More than 5,000 families stood in line at Eddie West Stadium in Santa Ana on Saturday to pick up bags of groceries handed out by more than 1,000 volunteers in an operation cut short by rain but still considered a success.

Remaining food will be dispensed after an 8:30 a.m. Easter service at the stadium today that will feature religious broadcaster Pat Robertson.

"It was the first time in the history of the city that this many churches have come together, and this is what needs to happen," said Lee DeLeon, national director of the Missouri-based Convoy of Hope, which operates the trucks that carry food and volunteers to communities in need.

DeLeon's organization joined the Billy Graham Evangelistic Organization, Robertson's Operation Blessing and Church Care America, along with 33 local churches, to supply money, food and volunteers for the nondenominational event.

"This is something my wife and I love to do--help where help is needed," said John Lopez of Redlands, who works in construction during the week and volunteers on many weekends.

Wearing a jacket inscribed with the logo of the Promise Keepers, an evangelical men's ministry, Lopez said he and his wife have been spending time with Church Care America for two years.

Fellow volunteer Johnny Barraga of Corona, who manages a receiving department, said the food programs are a good way to make churches work together.

"This is a nationwide effort to break down the walls and bring them together," he said.

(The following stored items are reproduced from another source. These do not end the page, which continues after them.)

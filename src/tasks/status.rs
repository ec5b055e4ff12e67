//! # Observable state of a work unit.
//!
//! ```text
//! Created ──start──► Running ──► Completed | Canceled | Faulted
//!    │
//!    └──token cancelled before start──► Canceled
//! ```

use std::fmt;

/// Current state of the work unit wrapped by a task record.
#[derive(Debug, Clone, Copy, PartialEq, Eq, Hash)]
pub enum WorkStatus {
    /// Registered, not started yet.
    Created,
    /// Started and still executing.
    Running,
    /// Body returned `Ok(())`.
    Completed,
    /// Body returned `TaskError::Canceled`, or cancellation arrived before start.
    Canceled,
    /// Body failed, timed out, or panicked.
    Faulted,
}

impl WorkStatus {
    /// True for `Completed`, `Canceled` and `Faulted`.
    #[inline]
    pub fn is_terminal(self) -> bool {
        matches!(
            self,
            WorkStatus::Completed | WorkStatus::Canceled | WorkStatus::Faulted
        )
    }

    /// Returns a short stable label (snake_case) for use in logs/metrics.
    pub fn as_label(self) -> &'static str {
        match self {
            WorkStatus::Created => "created",
            WorkStatus::Running => "running",
            WorkStatus::Completed => "completed",
            WorkStatus::Canceled => "canceled",
            WorkStatus::Faulted => "faulted",
        }
    }
}

impl fmt::Display for WorkStatus {
    fn fmt(&self, f: &mut fmt::Formatter<'_>) -> fmt::Result {
        let s = match self {
            WorkStatus::Created => "Created",
            WorkStatus::Running => "Running",
            WorkStatus::Completed => "Completed",
            WorkStatus::Canceled => "Canceled",
            WorkStatus::Faulted => "Faulted",
        };
        f.write_str(s)
    }
}
//! # Task abstractions and capabilities.
//!
//! This module provides the task-related types:
//! - [`Task`] - trait for implementing async cancelable units of work
//! - [`TaskFn`] - function-backed task implementation
//! - [`TaskRef`] - shared reference to a task (`Arc<dyn Task>`)
//! - [`CancelHandle`] - shared cancellation capability
//! - [`CreationOptions`] - per-registration options
//! - [`WorkStatus`] - observable state of a work unit

mod cancel;
mod options;
mod status;
mod task;
mod task_fn;

pub use cancel::CancelHandle;
pub use options::CreationOptions;
pub use status::WorkStatus;
pub use task::{Task, TaskRef};
pub use task_fn::TaskFn;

While needy families waited in line for their groceries on Saturday, they were given hot dogs, beverages and snacks and listened to musical performances and sermons over loudspeakers. Parents collected bags of cereal, staples, boxed and canned goods and canned and bottled beverages. Children were given toys.

"The whole purpose is to help people in need," said Abel Perez, director of Works of Love, a benevolent outreach program at Templo Calvario in Santa Ana. "It's free of cost to them to alleviate their need and give them hope--hope here but also eternal hope."